EXERCISE
Nothing but the lines from the start of the records through the line that contains "insight is regenerated" is to be copied, and each is to be copied exactly.

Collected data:
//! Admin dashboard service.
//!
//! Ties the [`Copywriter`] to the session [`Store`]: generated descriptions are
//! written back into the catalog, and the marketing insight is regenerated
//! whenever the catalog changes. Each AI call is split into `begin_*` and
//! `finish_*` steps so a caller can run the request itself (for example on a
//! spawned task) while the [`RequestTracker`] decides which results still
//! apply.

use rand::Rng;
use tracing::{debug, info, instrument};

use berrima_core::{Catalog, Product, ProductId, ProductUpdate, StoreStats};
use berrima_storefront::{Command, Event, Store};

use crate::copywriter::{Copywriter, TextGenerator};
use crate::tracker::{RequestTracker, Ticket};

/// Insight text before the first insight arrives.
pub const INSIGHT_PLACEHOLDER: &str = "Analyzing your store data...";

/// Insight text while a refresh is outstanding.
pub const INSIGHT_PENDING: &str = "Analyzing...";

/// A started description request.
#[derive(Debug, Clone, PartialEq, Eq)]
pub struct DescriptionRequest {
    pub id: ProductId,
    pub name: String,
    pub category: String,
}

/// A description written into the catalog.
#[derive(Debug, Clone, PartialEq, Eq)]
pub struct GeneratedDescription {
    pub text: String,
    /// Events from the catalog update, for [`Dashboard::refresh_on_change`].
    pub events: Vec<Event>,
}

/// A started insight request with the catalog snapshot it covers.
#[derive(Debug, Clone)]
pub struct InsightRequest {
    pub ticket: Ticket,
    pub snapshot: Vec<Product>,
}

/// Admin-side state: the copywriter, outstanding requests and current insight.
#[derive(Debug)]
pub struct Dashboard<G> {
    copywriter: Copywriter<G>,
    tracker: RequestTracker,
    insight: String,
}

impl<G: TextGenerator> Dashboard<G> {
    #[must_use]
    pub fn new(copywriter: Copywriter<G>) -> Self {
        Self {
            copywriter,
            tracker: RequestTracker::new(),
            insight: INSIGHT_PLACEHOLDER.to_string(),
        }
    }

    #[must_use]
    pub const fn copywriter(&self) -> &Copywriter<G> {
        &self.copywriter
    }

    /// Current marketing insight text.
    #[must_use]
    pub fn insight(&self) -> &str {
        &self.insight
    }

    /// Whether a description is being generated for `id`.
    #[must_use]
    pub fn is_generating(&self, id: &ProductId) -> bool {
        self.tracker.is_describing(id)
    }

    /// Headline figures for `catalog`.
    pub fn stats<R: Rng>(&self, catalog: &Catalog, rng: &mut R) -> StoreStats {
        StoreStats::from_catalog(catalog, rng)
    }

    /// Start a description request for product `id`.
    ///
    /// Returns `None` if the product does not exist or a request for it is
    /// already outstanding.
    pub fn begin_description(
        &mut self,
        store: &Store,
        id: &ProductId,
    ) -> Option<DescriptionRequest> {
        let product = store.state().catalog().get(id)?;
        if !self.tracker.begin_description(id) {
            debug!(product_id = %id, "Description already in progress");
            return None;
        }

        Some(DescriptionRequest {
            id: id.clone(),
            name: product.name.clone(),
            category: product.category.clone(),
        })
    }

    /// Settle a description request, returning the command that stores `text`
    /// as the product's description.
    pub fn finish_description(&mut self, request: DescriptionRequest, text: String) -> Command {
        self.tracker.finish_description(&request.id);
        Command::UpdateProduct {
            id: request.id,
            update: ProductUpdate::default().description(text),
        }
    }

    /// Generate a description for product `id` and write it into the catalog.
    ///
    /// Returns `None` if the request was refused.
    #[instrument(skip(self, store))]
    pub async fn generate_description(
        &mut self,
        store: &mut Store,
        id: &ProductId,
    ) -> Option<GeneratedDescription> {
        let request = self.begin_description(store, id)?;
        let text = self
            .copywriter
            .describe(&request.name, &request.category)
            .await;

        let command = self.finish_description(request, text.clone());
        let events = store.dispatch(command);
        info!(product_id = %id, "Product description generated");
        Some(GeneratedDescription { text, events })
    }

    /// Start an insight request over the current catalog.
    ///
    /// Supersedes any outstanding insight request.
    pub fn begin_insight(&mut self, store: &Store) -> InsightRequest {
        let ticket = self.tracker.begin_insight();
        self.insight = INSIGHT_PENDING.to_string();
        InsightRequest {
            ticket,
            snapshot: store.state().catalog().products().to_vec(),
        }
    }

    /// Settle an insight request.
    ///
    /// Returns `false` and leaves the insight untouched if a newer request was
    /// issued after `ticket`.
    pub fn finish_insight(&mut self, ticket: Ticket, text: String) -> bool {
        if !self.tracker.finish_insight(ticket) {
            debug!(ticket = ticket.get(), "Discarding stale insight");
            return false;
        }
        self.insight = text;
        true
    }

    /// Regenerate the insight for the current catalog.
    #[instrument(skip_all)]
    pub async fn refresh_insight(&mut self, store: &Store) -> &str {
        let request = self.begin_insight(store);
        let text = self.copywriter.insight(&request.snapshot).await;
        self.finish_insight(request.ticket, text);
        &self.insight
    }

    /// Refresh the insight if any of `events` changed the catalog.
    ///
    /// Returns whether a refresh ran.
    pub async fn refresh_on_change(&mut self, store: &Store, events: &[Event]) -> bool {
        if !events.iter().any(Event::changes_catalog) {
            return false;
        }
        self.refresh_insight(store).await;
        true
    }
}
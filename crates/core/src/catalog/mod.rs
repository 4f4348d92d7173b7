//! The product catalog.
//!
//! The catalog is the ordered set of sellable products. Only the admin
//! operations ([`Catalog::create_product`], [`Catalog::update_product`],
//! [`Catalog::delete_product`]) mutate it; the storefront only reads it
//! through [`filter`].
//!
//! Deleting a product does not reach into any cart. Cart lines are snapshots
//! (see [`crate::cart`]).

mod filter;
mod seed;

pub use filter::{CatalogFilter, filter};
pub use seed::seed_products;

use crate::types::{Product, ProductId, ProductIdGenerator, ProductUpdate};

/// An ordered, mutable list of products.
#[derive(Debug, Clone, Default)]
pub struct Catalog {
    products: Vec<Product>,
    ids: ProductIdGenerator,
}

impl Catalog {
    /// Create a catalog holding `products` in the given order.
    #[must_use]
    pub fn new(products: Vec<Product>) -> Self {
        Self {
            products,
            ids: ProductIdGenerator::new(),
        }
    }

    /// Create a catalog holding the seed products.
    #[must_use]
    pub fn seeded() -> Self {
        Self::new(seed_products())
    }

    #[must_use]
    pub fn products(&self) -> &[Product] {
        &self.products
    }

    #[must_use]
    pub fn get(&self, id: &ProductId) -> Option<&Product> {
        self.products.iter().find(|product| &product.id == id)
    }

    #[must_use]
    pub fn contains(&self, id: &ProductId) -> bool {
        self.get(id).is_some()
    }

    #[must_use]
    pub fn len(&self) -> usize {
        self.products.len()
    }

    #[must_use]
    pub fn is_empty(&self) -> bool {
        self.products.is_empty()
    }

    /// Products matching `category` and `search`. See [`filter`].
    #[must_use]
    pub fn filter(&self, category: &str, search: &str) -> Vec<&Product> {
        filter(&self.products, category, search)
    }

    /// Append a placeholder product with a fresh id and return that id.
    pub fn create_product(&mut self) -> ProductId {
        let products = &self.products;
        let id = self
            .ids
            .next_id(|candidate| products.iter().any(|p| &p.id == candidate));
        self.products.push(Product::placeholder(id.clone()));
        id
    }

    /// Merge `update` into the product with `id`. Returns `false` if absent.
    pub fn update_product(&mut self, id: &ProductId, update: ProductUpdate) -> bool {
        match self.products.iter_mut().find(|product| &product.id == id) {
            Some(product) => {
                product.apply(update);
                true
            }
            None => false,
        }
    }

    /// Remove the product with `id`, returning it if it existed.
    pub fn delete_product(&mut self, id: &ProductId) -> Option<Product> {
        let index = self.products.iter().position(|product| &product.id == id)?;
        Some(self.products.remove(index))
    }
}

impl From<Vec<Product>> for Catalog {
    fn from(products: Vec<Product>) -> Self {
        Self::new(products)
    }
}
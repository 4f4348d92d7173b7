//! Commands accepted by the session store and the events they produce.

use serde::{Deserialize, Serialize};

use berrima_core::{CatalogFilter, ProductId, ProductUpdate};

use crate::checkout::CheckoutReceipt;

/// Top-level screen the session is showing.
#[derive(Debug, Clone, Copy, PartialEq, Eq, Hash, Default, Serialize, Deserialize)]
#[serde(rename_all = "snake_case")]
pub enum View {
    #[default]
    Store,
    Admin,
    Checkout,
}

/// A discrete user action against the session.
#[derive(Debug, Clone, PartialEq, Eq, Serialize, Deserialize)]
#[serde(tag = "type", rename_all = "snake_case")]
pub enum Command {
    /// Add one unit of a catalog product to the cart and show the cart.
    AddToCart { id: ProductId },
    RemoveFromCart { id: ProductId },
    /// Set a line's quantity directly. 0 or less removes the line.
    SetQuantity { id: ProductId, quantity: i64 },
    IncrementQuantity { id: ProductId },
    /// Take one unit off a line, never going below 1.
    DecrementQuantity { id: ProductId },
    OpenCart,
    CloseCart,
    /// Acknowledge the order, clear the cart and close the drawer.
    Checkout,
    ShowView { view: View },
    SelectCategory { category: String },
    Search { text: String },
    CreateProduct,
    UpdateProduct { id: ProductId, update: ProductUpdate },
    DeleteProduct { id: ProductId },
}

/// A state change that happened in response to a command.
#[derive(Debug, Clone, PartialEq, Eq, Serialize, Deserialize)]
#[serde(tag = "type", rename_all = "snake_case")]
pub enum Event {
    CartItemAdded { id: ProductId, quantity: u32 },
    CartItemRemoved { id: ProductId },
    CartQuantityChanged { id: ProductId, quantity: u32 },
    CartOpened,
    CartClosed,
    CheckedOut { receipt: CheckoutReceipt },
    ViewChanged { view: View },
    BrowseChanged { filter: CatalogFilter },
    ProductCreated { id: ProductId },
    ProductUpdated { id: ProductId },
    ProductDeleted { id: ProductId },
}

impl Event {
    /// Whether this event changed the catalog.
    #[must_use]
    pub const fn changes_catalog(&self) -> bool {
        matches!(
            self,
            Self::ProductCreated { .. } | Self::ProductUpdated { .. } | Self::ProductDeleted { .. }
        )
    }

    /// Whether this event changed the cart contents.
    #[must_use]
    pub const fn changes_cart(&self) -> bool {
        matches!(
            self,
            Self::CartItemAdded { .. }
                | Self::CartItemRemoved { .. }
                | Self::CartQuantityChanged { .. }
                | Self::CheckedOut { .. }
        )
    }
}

EXERCISE OUTPUT
//! Admin dashboard service.
//!
//! Ties the [`Copywriter`] to the session [`Store`]: generated descriptions are
//! written back into the catalog, and the marketing insight is regenerated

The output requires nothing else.